2.23 Without limiting any other right or remedy We may have under the Contract or in law, We shall be entitled automatically, and without any notice to You, to suspend payment to You of any Commission in the event that:
(a) We discover any breach by You at any time of any of Our Terms;
(b) it becomes unlawful for Us to make further payments to You or We are advised by any court of competent jurisdiction or any governmental or regulatory body which authorises Us to perform Our Services to cease to make further payments to You, and any such suspension will only be lifted by Us at Our discretion and subject to Us lawfully being able to do so.
2.24 We shall keep and maintain throughout the Contract Period and for a period of 12 (twelve) months after the termination or expiry for whatever reason of the Contract, full and accurate records relating to all Introductions, Transactions and Commission (including the manner in which it has been calculated) (“the Records”).
3. INTELLECTUAL PROPERTY
3.1 You shall not at any time make any use of any of Our Brands for any purpose whatsoever save as We may in advance in writing expressly permit You to do so and on such terms as We shall in Our sole discretion deem fit.
3.2 You acknowledge that all intellectual property rights whatsoever associated with Our Brands belong to and shall vest absolutely in Us.
3.3 You shall not attempt to register or register any name the same as or similar to any of Our Brands as a registered trademark or domain name anywhere in the world at any time. You shall not make use of any name the same as or similar to any of Our Brands at any time.
3.4 You shall not purchase or make use of any keyword, AdWord or other similar device available from any person (including Google, Yahoo and any other search engine operator) the same as or similar to any of Our Brands.
3.5 We agree that we shall not at any time make any use of any of Your Brands for any purpose whatsoever save as You may in advance in writing expressly permit Us to do so and on such terms as You in Your sole discretion deem fit.
3.6 We acknowledge that all intellectual property rights whatsoever associated with Your Brands belong to and shall vest absolutely in You.

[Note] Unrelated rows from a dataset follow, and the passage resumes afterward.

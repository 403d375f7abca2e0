use crate::{
    auth::AuthUser,
    errors::ServiceError,
    handlers::{
        extract::{ApiJson, ApiPath},
        AppState,
    },
    services::users::{CreateUserRequest, UpdateUserRequest, UserResponse},
    ApiResponse,
};
use axum::{
    extract::State,
    http::StatusCode,
    Json,
};
use tracing::info;

pub async fn list_users(
    State(state): State<AppState>,
) -> Result<Json<ApiResponse<Vec<UserResponse>>>, ServiceError> {
    let users = state.services.users.list_users().await?;
    Ok(Json(ApiResponse::success(users)))
}

pub async fn get_user(
    State(state): State<AppState>,
    ApiPath(user_id): ApiPath<i32>,
) -> Result<Json<ApiResponse<UserResponse>>, ServiceError> {
    let user = state.services.users.get_user(user_id).await?;
    Ok(Json(ApiResponse::success(user)))
}

pub async fn create_user(
    State(state): State<AppState>,
    auth_user: AuthUser,
    ApiJson(request): ApiJson<CreateUserRequest>,
) -> Result<(StatusCode, Json<ApiResponse<UserResponse>>), ServiceError> {
    let user = state.services.users.create_user(request).await?;
    info!(user_id = user.id, created_by = auth_user.user_id, "Staff account created");
    Ok((
        StatusCode::CREATED,
        Json(ApiResponse::success_with_message(user, "User created")),
    ))
}

pub async fn update_user(
    State(state): State<AppState>,
    ApiPath(user_id): ApiPath<i32>,
    ApiJson(request): ApiJson<UpdateUserRequest>,
) -> Result<Json<ApiResponse<UserResponse>>, ServiceError> {
    let user = state.services.users.update_user(user_id, request).await?;
    Ok(Json(ApiResponse::success(user)))
}

pub async fn delete_user(
    State(state): State<AppState>,
    auth_user: AuthUser,
    ApiPath(user_id): ApiPath<i32>,
) -> Result<Json<ApiResponse<()>>, ServiceError> {
    state
        .services
        .users
        .delete_user(user_id, auth_user.user_id)
        .await?;
    Ok(Json(ApiResponse::message("User deleted")))
}
use crate::{
    db::DbPool,
    entities::{
        dining_table::Entity as DiningTableEntity,
        order::{self, ActiveModel as OrderActiveModel, Entity as OrderEntity, Model as OrderModel},
        order_item::{
            self, ActiveModel as OrderItemActiveModel, Entity as OrderItemEntity,
            Model as OrderItemModel,
        },
        payment::{self, Entity as PaymentEntity},
        product::{self, Entity as ProductEntity},
        user::Entity as UserEntity,
        OrderStatus,
    },
    errors::ServiceError,
    services::order_status::{self, Transition},
};
use chrono::{DateTime, Utc};
use metrics::counter;
use rust_decimal::Decimal;
use sea_orm::{
    ActiveModelTrait, ColumnTrait, ConnectionTrait, EntityTrait, PaginatorTrait, QueryFilter,
    QueryOrder, Set, TransactionTrait,
};
use serde::{Deserialize, Serialize};
use std::collections::HashMap;
use std::sync::Arc;
use tracing::{error, info, instrument, warn};
use validator::Validate;

#[derive(Debug, Serialize, Deserialize, Validate)]
#[serde(rename_all = "camelCase")]
pub struct CreateOrderRequest {
    #[validate(range(min = 1, message = "tableId must be a positive id"))]
    pub table_id: i32,
}

#[derive(Debug, Serialize, Deserialize, Validate)]
#[serde(rename_all = "camelCase")]
pub struct AddOrderItemRequest {
    #[validate(range(min = 1, message = "productId must be a positive id"))]
    pub product_id: i32,
    #[validate(range(min = 1, message = "Quantity must be at least 1"))]
    pub quantity: i32,
    #[validate(length(max = 500, message = "Notes must be at most 500 characters"))]
    pub notes: Option<String>,
}

#[derive(Debug, Serialize, Deserialize, Validate)]
#[serde(rename_all = "camelCase")]
pub struct UpdateOrderItemRequest {
    #[validate(range(min = 1, message = "Quantity must be at least 1"))]
    pub quantity: i32,
    #[validate(length(max = 500, message = "Notes must be at most 500 characters"))]
    pub notes: Option<String>,
}

#[derive(Debug, Serialize, Deserialize)]
pub struct UpdateOrderStatusRequest {
    pub status: String,
}

/// Optional filters for listing orders
#[derive(Debug, Default, Clone, Deserialize)]
#[serde(rename_all = "camelCase")]
pub struct OrderFilter {
    pub status: Option<OrderStatus>,
    pub table_id: Option<i32>,
}

#[derive(Debug, Clone, Serialize, Deserialize)]
#[serde(rename_all = "camelCase")]
pub struct OrderResponse {
    pub id: i32,
    pub table_id: i32,
    pub table_name: String,
    pub user_id: i32,
    pub order_date: DateTime<Utc>,
    pub status: OrderStatus,
    /// Live sum while `Ordering`, the frozen stored total afterwards
    pub total_amount: Decimal,
    /// Payment time for paid orders, creation time otherwise
    pub display_date: DateTime<Utc>,
    pub updated_at: Option<DateTime<Utc>>,
}

#[derive(Debug, Clone, Serialize, Deserialize)]
#[serde(rename_all = "camelCase")]
pub struct OrderItemResponse {
    pub id: i32,
    pub order_id: i32,
    pub product_id: i32,
    pub product_name: String,
    pub quantity: i32,
    pub unit_price: Decimal,
    pub subtotal: Decimal,
    pub notes: Option<String>,
    pub created_at: DateTime<Utc>,
}

#[derive(Debug, Serialize, Deserialize)]
#[serde(rename_all = "camelCase")]
pub struct AddOrderItemResponse {
    #[serde(flatten)]
    pub item: OrderItemResponse,
    /// True when the quantity was merged into an existing line
    pub merged: bool,
}

#[derive(Debug, Serialize, Deserialize)]
#[serde(rename_all = "camelCase")]
pub struct OrderSummary {
    pub item_count: usize,
    pub total_quantity: i64,
    /// Σ quantity × unit price over the current lines
    pub items_total: Decimal,
    pub total_amount: Decimal,
}

#[derive(Debug, Serialize, Deserialize)]
#[serde(rename_all = "camelCase")]
pub struct OrderDetailResponse {
    pub order: OrderResponse,
    pub items: Vec<OrderItemResponse>,
    pub summary: OrderSummary,
}

#[derive(Debug, Serialize, Deserialize)]
#[serde(rename_all = "camelCase")]
pub struct RemoveItemResponse {
    pub order_cancelled: bool,
    pub remaining_items: u64,
}

#[derive(Debug, Serialize, Deserialize)]
#[serde(rename_all = "camelCase")]
pub struct StatusUpdateResponse {
    pub order: OrderResponse,
    pub already_in_status: bool,
}

/// Σ quantity × unit price
pub fn items_total(items: &[OrderItemModel]) -> Decimal {
    items.iter().map(OrderItemModel::subtotal).sum()
}

fn display_total(order: &OrderModel, live_total: Decimal) -> Decimal {
    if order.status == OrderStatus::Ordering {
        live_total
    } else {
        order.total_amount.unwrap_or(live_total)
    }
}

fn display_date(order: &OrderModel, payment_date: Option<DateTime<Utc>>) -> DateTime<Utc> {
    match (order.status, payment_date) {
        (OrderStatus::Paid, Some(paid_at)) => paid_at,
        _ => order.order_date,
    }
}

fn validate_quantity(quantity: i32) -> Result<(), ServiceError> {
    if quantity < 1 {
        return Err(ServiceError::ValidationError(format!(
            "Quantity must be at least 1, got {}",
            quantity
        )));
    }
    Ok(())
}

fn ensure_mutable(order: &OrderModel) -> Result<(), ServiceError> {
    if !order_status::is_mutable(order.status) {
        warn!(order_id = order.id, status = %order.status, "order is not open for changes");
        return Err(ServiceError::InvalidState(format!(
            "Order {} is {}; items can only be changed while the order is Ordering",
            order.id, order.status
        )));
    }
    Ok(())
}

pub(crate) async fn find_order<C: ConnectionTrait>(
    conn: &C,
    order_id: i32,
) -> Result<OrderModel, ServiceError> {
    OrderEntity::find_by_id(order_id)
        .one(conn)
        .await?
        .ok_or_else(|| ServiceError::NotFound(format!("Order {} not found", order_id)))
}

pub(crate) async fn load_items<C: ConnectionTrait>(
    conn: &C,
    order_id: i32,
) -> Result<Vec<OrderItemModel>, ServiceError> {
    Ok(OrderItemEntity::find()
        .filter(order_item::Column::OrderId.eq(order_id))
        .order_by_asc(order_item::Column::Id)
        .all(conn)
        .await?)
}

async fn find_item<C: ConnectionTrait>(
    conn: &C,
    order_id: i32,
    item_id: i32,
) -> Result<OrderItemModel, ServiceError> {
    OrderItemEntity::find_by_id(item_id)
        .filter(order_item::Column::OrderId.eq(order_id))
        .one(conn)
        .await?
        .ok_or_else(|| {
            ServiceError::NotFound(format!("Item {} not found in order {}", item_id, order_id))
        })
}

async fn product_names<C: ConnectionTrait>(
    conn: &C,
    items: &[OrderItemModel],
) -> Result<HashMap<i32, String>, ServiceError> {
    let ids: Vec<i32> = items.iter().map(|i| i.product_id).collect();
    if ids.is_empty() {
        return Ok(HashMap::new());
    }
    Ok(ProductEntity::find()
        .filter(product::Column::Id.is_in(ids))
        .all(conn)
        .await?
        .into_iter()
        .map(|p| (p.id, p.name))
        .collect())
}

fn item_to_response(item: OrderItemModel, names: &HashMap<i32, String>) -> OrderItemResponse {
    OrderItemResponse {
        subtotal: item.subtotal(),
        product_name: names.get(&item.product_id).cloned().unwrap_or_default(),
        id: item.id,
        order_id: item.order_id,
        product_id: item.product_id,
        quantity: item.quantity,
        unit_price: item.unit_price,
        notes: item.notes,
        created_at: item.created_at,
    }
}

fn model_to_response(
    order: OrderModel,
    table_name: String,
    live_total: Decimal,
    payment_date: Option<DateTime<Utc>>,
) -> OrderResponse {
    OrderResponse {
        total_amount: display_total(&order, live_total),
        display_date: display_date(&order, payment_date),
        id: order.id,
        table_id: order.table_id,
        table_name,
        user_id: order.user_id,
        order_date: order.order_date,
        status: order.status,
        updated_at: order.updated_at,
    }
}

/// Builds the canonical order DTO, loading table, lines and payment.
pub(crate) async fn build_order_response<C: ConnectionTrait>(
    conn: &C,
    order: OrderModel,
) -> Result<OrderResponse, ServiceError> {
    let items = load_items(conn, order.id).await?;
    let table_name = DiningTableEntity::find_by_id(order.table_id)
        .one(conn)
        .await?
        .map(|t| t.name)
        .unwrap_or_default();
    let payment_date = PaymentEntity::find()
        .filter(payment::Column::OrderId.eq(order.id))
        .one(conn)
        .await?
        .map(|p| p.payment_date);
    Ok(model_to_response(
        order,
        table_name,
        items_total(&items),
        payment_date,
    ))
}

async fn touch<C: ConnectionTrait>(conn: &C, order: OrderModel) -> Result<(), ServiceError> {
    let mut active: OrderActiveModel = order.into();
    active.updated_at = Set(Some(Utc::now()));
    active.update(conn).await?;
    Ok(())
}

/// Order taking: opening tabs, mutating lines and moving orders through
/// their status machine.
#[derive(Clone)]
pub struct OrderService {
    db_pool: Arc<DbPool>,
}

3.7 We shall not attempt to register or register any name the same as or similar to any of Your Brands as a registered trademark or domain name anywhere in the world at any time. We shall not make use of any name the same as or similar to any of Your Brands at any time.
3.8 We shall not purchase or make use of any keyword, AdWord or other similar device available from any person (including Google, Yahoo and any other search engine operator) the same as or similar to any of Your Brands.
3.9 In this clause 3 and in Our Terms:
(c) the phrase “Our Brands” means the trademark “Xe” or “Xe.com”, the trade mark “HIFX”, any stylised wording or logo for “Xe”, “Xe.com” or “HIFX” and any other trading, product or service name used by Us from time to time in connection with any of Our products, services or business.
(d) the phrase “Your Brands” means any trademark used by You from time to time in connection with any of Your products, services or business.
4. CONFIDENTIALITY
4.1 Subject to clause 4.2, each party (the "receiving party") shall at all times treat all Confidential Information which it receives from the other party (the "disclosing party") as strictly secret and confidential and each receiving party shall at all times use all Confidential Information which it receives from the disclosing party solely for the purposes of the Contract and shall not disclose, whether directly or indirectly, to any third party any such Confidential Information save only to its employees, subcontractors or professional advisers where it is necessary for it to do so in order to carry out the purpose of the Contract and at all times subject to suitable conditions of confidence which it must have communicated to them.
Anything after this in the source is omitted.